» **Your task**: Please report how many lines in the records below contain the word "RecordCodec", and give nothing else.

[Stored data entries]

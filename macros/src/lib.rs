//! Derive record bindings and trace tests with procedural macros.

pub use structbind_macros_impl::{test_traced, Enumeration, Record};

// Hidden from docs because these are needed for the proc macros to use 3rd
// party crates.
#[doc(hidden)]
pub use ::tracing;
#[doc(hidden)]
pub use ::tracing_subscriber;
...
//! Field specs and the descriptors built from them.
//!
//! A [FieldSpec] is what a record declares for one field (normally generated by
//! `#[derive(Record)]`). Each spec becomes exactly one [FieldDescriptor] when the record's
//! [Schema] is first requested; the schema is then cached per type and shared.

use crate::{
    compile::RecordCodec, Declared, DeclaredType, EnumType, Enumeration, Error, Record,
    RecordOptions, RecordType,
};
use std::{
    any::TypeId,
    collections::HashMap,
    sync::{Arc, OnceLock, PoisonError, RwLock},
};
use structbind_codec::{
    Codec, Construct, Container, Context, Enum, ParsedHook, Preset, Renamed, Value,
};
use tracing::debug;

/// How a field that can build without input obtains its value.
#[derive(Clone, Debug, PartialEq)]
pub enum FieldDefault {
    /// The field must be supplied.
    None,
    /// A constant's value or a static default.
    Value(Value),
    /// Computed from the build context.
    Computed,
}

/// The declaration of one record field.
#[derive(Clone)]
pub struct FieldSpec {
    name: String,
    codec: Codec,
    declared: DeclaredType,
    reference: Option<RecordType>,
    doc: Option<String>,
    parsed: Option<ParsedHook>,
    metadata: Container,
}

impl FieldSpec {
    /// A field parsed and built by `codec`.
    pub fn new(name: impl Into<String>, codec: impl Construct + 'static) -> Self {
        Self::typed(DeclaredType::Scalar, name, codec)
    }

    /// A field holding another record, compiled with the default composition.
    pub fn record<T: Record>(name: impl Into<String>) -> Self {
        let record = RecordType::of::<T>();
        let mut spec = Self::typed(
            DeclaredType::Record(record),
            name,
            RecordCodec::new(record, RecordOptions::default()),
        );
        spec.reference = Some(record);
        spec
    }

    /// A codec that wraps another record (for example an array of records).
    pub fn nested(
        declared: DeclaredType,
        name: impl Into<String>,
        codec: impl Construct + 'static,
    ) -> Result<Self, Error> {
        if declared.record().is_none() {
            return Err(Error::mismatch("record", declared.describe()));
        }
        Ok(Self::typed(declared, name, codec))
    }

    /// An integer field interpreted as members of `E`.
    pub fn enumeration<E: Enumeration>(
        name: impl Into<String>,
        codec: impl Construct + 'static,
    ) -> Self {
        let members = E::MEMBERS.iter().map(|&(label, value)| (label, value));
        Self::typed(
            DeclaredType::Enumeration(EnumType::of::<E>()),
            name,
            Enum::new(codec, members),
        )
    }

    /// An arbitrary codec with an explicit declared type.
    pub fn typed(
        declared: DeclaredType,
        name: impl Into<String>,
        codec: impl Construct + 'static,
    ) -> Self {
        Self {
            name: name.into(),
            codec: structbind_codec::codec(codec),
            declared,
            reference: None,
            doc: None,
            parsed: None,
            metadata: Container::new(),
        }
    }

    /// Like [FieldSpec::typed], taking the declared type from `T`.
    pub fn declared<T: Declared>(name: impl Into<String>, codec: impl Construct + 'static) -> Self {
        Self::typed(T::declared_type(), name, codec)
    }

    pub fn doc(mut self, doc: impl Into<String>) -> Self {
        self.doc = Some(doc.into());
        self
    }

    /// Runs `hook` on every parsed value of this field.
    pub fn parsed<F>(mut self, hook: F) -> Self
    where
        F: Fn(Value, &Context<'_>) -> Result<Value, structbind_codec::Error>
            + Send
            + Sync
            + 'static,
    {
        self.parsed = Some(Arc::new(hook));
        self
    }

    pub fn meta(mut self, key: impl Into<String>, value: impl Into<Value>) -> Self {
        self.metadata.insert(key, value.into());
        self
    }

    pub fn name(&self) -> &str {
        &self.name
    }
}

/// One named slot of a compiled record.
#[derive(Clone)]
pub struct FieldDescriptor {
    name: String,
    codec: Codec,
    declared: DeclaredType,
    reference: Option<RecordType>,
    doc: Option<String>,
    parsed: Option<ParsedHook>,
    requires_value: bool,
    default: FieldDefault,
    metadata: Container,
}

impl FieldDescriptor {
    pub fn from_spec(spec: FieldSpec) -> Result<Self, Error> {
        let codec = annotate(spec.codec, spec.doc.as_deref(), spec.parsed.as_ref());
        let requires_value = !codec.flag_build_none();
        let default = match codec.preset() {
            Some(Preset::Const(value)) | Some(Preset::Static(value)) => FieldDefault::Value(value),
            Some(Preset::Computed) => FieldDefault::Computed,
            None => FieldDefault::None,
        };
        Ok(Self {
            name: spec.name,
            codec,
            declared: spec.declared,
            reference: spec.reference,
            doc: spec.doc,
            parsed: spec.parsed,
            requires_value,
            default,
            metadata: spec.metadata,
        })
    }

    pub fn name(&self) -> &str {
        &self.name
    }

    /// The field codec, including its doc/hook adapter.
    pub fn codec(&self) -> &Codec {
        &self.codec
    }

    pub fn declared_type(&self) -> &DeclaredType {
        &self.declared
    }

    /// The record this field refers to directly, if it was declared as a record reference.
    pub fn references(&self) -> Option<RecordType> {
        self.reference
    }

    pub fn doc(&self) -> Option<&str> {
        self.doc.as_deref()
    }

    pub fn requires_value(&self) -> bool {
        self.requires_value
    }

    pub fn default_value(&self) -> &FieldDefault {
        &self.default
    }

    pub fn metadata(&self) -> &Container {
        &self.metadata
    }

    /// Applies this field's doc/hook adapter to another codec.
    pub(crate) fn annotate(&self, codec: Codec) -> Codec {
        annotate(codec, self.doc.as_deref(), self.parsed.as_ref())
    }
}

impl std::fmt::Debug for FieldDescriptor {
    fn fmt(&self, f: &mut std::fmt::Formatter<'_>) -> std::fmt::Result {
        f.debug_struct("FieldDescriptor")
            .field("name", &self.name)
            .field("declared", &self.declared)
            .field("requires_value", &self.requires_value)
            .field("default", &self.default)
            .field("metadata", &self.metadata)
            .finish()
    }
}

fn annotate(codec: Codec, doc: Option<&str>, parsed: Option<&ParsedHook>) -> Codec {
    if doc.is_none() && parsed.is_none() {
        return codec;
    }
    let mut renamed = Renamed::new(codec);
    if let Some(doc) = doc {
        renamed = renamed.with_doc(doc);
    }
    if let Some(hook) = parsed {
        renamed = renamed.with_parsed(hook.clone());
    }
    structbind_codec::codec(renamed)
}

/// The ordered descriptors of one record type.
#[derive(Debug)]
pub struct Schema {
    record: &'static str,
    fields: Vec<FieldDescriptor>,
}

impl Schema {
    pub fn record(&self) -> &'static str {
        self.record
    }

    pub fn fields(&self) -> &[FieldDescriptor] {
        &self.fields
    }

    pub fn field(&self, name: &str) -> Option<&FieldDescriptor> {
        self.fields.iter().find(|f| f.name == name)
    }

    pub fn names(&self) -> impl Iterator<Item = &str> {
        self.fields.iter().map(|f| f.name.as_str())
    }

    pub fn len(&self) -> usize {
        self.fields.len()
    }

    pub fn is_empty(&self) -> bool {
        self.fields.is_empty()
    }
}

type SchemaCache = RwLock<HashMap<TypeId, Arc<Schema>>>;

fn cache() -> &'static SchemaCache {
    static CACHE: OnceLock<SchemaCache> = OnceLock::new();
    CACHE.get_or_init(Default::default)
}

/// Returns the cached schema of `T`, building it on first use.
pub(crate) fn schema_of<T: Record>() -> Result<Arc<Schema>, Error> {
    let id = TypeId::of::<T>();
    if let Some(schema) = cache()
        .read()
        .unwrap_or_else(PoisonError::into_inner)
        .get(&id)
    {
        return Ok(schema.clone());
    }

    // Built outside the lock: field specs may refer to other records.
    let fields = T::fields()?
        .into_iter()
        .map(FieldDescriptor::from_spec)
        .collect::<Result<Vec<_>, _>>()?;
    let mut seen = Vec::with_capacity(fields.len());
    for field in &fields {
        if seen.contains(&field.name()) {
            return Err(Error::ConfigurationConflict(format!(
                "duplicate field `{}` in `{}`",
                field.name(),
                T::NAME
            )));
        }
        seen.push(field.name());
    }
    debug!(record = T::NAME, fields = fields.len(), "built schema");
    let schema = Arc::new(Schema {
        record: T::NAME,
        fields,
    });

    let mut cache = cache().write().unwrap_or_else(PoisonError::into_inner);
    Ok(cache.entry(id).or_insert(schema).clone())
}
==
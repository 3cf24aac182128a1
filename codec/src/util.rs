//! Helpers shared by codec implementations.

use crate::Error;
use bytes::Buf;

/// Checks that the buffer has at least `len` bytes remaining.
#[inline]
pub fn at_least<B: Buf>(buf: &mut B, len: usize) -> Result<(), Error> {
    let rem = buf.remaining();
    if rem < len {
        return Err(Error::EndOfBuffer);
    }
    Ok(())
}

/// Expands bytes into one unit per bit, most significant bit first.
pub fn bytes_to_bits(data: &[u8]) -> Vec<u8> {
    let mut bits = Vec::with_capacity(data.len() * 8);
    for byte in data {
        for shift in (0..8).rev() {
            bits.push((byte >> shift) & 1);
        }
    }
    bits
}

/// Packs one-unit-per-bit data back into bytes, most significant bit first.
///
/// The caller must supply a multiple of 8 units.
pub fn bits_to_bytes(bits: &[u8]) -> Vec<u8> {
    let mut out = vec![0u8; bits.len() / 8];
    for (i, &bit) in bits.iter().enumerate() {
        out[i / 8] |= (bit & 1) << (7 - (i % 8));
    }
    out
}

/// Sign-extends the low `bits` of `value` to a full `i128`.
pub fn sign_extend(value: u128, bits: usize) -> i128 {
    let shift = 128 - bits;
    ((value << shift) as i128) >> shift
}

» **Solution**: 2